=== Begin Enclosure ===
//! Input enumeration.

use crate::config::OUTPUT_EXTENSION;
use crate::error::{BatchError, NoInputReason, Result};
use std::path::{Path, PathBuf};
use tracing::debug;

/// List the files in `dir` (non-recursive) whose extension matches `extension`.
///
/// The match ignores ASCII case. Results are sorted by path. A missing folder,
/// a path that is not a folder, or an empty result is reported as
/// [`BatchError::NoInput`].
pub fn find_drawings(dir: &Path, extension: &str) -> Result<Vec<PathBuf>> {
    if !dir.exists() {
        return Err(no_input(dir, NoInputReason::Missing));
    }
    if !dir.is_dir() {
        return Err(no_input(dir, NoInputReason::NotADirectory));
    }

    let mut files = Vec::new();
    for entry in std::fs::read_dir(dir)? {
        let path = entry?.path();

        if !path.is_file() {
            continue;
        }

        if has_extension(&path, extension) {
            files.push(path);
        } else {
            debug!("Skipping {}", path.display());
        }
    }

    if files.is_empty() {
        return Err(no_input(dir, NoInputReason::Empty));
    }

    files.sort();
    Ok(files)
}

/// PDF path written next to the drawing: same folder and stem.
pub fn output_path(input: &Path) -> PathBuf {
    input.with_extension(OUTPUT_EXTENSION)
}

fn has_extension(path: &Path, extension: &str) -> bool {
    path.extension()
        .and_then(|e| e.to_str())
        .is_some_and(|e| e.eq_ignore_ascii_case(extension))
}

fn no_input(dir: &Path, reason: NoInputReason) -> BatchError {
    BatchError::NoInput {
        dir: dir.to_path_buf(),
        reason,
    }
}

#[cfg(test)]
mod tests {
    use super::*;
    use pretty_assertions::assert_eq;
    use std::fs;

    fn touch(dir: &Path, name: &str) -> PathBuf {
        let path = dir.join(name);
        fs::write(&path, b"AC1032").unwrap();
        path
    }

    #[test]
    fn test_finds_only_matching_files_sorted() {
        let temp = tempfile::tempdir().unwrap();
        let b = touch(temp.path(), "b.dwg");
        let a = touch(temp.path(), "a.dwg");
        let upper = touch(temp.path(), "C.DWG");
        touch(temp.path(), "notes.txt");
        touch(temp.path(), "a.pdf");
        touch(temp.path(), "dwg");

        let files = find_drawings(temp.path(), "dwg").unwrap();

        let mut expected = vec![a, b, upper];
        expected.sort();
        assert_eq!(files, expected);
    }

    #[test]
    fn test_is_not_recursive() {
        let temp = tempfile::tempdir().unwrap();
        let sub = temp.path().join("sub");
        fs::create_dir(&sub).unwrap();
        touch(&sub, "nested.dwg");
        fs::create_dir(temp.path().join("folder.dwg")).unwrap();
        let top = touch(temp.path(), "top.dwg");

        let files = find_drawings(temp.path(), "dwg").unwrap();
        assert_eq!(files, vec![top]);
    }

    #[cfg(unix)]
    #[test]
    fn test_follows_symlinks_to_files_only() {
        let temp = tempfile::tempdir().unwrap();
        let store = tempfile::tempdir().unwrap();
        let target = touch(store.path(), "shared.dwg");
        fs::create_dir(store.path().join("sheets.dwg")).unwrap();

        let linked = temp.path().join("linked.dwg");
        std::os::unix::fs::symlink(&target, &linked).unwrap();
        std::os::unix::fs::symlink(store.path().join("sheets.dwg"), temp.path().join("dir.dwg"))
            .unwrap();
        std::os::unix::fs::symlink(store.path().join("gone.dwg"), temp.path().join("dangling.dwg"))
            .unwrap();

        let files = find_drawings(temp.path(), "dwg").unwrap();
        assert_eq!(files, vec![linked]);
    }

    #[test]
    fn test_missing_folder() {
        let temp = tempfile::tempdir().unwrap();
        let missing = temp.path().join("nope");
        let err = find_drawings(&missing, "dwg").unwrap_err();
        assert!(matches!(
            err,
            BatchError::NoInput {
                reason: NoInputReason::Missing,
                ..
            }
        ));
    }

    #[test]
    fn test_path_is_a_file() {
        let temp = tempfile::tempdir().unwrap();
        let file = touch(temp.path(), "a.dwg");
        let err = find_drawings(&file, "dwg").unwrap_err();
        assert!(matches!(
            err,
            BatchError::NoInput {
                reason: NoInputReason::NotADirectory,
                ..
            }
        ));
    }

    #[test]
    fn test_empty_folder() {
        let temp = tempfile::tempdir().unwrap();
        touch(temp.path(), "readme.md");
        let err = find_drawings(temp.path(), "dwg").unwrap_err();
        assert!(matches!(
            err,
            BatchError::NoInput {
                reason: NoInputReason::Empty,
                ..
            }
        ));
    }

    #[test]
    fn test_output_path_swaps_extension() {
        assert_eq!(
            output_path(Path::new("plots/Level 2.Rev-A.dwg")),
            PathBuf::from("plots/Level 2.Rev-A.pdf")
        );
        assert_eq!(
            output_path(Path::new("plots/SITE.DWG")),
            PathBuf::from("plots/SITE.pdf")
        );
    }
}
=== End Enclosure ===
● TASK REQUIREMENTS: The records above are to be written out again word for word.

● OUTPUT OF THE TASK:
//! Input enumeration.

use crate::config::OUTPUT_EXTENSION;
use crate::error::{BatchError, NoInputReason, Result};
use std::path::{Path, PathBuf};
use tracing::debug;

/// List the files in `dir` (non-recursive) whose extension matches `extension`.
///
/// The match ignores ASCII case. Results are sorted by path. A missing folder,
/// a path that is not a folder, or an empty result is reported as
/// [`BatchError::NoInput`].
pub fn find_drawings(dir: &Path, extension: &str) -> Result<Vec<PathBuf>> {
    if !dir.exists() {
        return Err(no_input(dir, NoInputReason::Missing));
    }
    if !dir.is_dir() {
        return Err(no_input(dir, NoInputReason::NotADirectory));
    }

    let mut files = Vec::new();
    for entry in std::fs::read_dir(dir)? {
        let path = entry?.path();

        if !path.is_file() {
            continue;
        }

        if has_extension(&path, extension) {
            files.push(path);
        } else {
            debug!("Skipping {}", path.display());
        }
    }

    if files.is_empty() {
        return Err(no_input(dir, NoInputReason::Empty));
    }

    files.sort();
    Ok(files)
}

/// PDF path written next to the drawing: same folder and stem.
pub fn output_path(input: &Path) -> PathBuf {
    input.with_extension(OUTPUT_EXTENSION)
}

fn has_extension(path: &Path, extension: &str) -> bool {
    path.extension()
        .and_then(|e| e.to_str())
        .is_some_and(|e| e.eq_ignore_ascii_case(extension))
}

fn no_input(dir: &Path, reason: NoInputReason) -> BatchError {
    BatchError::NoInput {
        dir: dir.to_path_buf(),
        reason,
    }
}

#[cfg(test)]
mod tests {
    use super::*;
    use pretty_assertions::assert_eq;
    use std::fs;

    fn touch(dir: &Path, name: &str) -> PathBuf {
        let path = dir.join(name);
        fs::write(&path, b"AC1032").unwrap();
        path
    }

    #[test]
    fn test_finds_only_matching_files_sorted() {
        let temp = tempfile::tempdir().unwrap();
        let b = touch(temp.path(), "b.dwg");
        let a = touch(temp.path(), "a.dwg");
        let upper = touch(temp.path(), "C.DWG");
        touch(temp.path(), "notes.txt");
        touch(temp.path(), "a.pdf");
        touch(temp.path(), "dwg");

        let files = find_drawings(temp.path(), "dwg").unwrap();

        let mut expected = vec![a, b, upper];
        expected.sort();
        assert_eq!(files, expected);
    }

    #[test]
    fn test_is_not_recursive() {
        let temp = tempfile::tempdir().unwrap();
        let sub = temp.path().join("sub");
        fs::create_dir(&sub).unwrap();
        touch(&sub, "nested.dwg");
        fs::create_dir(temp.path().join("folder.dwg")).unwrap();
        let top = touch(temp.path(), "top.dwg");

        let files = find_drawings(temp.path(), "dwg").unwrap();
        assert_eq!(files, vec![top]);
    }

    #[cfg(unix)]
    #[test]
    fn test_follows_symlinks_to_files_only() {
        let temp = tempfile::tempdir().unwrap();
        let store = tempfile::tempdir().unwrap();
        let target = touch(store.path(), "shared.dwg");
        fs::create_dir(store.path().join("sheets.dwg")).unwrap();

        let linked = temp.path().join("linked.dwg");
        std::os::unix::fs::symlink(&target, &linked).unwrap();
        std::os::unix::fs::symlink(store.path().join("sheets.dwg"), temp.path().join("dir.dwg"))
            .unwrap();
        std::os::unix::fs::symlink(store.path().join("gone.dwg"), temp.path().join("dangling.dwg"))
            .unwrap();

        let files = find_drawings(temp.path(), "dwg").unwrap();
        assert_eq!(files, vec![linked]);
    }

    #[test]
    fn test_missing_folder() {
        let temp = tempfile::tempdir().unwrap();
        let missing = temp.path().join("nope");
        let err = find_drawings(&missing, "dwg").unwrap_err();
        assert!(matches!(
            err,
            BatchError::NoInput {
                reason: NoInputReason::Missing,
                ..
            }
        ));
    }

    #[test]
    fn test_path_is_a_file() {
        let temp = tempfile::tempdir().unwrap();
        let file = touch(temp.path(), "a.dwg");
        let err = find_drawings(&file, "dwg").unwrap_err();
        assert!(matches!(
            err,
            BatchError::NoInput {
                reason: NoInputReason::NotADirectory,
                ..
            }
        ));
    }

    #[test]
    fn test_empty_folder() {
        let temp = tempfile::tempdir().unwrap();
        touch(temp.path(), "readme.md");
        let err = find_drawings(temp.path(), "dwg").unwrap_err();
        assert!(matches!(
            err,
            BatchError::NoInput {
                reason: NoInputReason::Empty,
                ..
            }
        ));
    }

    #[test]
    fn test_output_path_swaps_extension() {
        assert_eq!(
            output_path(Path::new("plots/Level 2.Rev-A.dwg")),
            PathBuf::from("plots/Level 2.Rev-A.pdf")
        );
        assert_eq!(
            output_path(Path::new("plots/SITE.DWG")),
            PathBuf::from("plots/SITE.pdf")
        );
    }
}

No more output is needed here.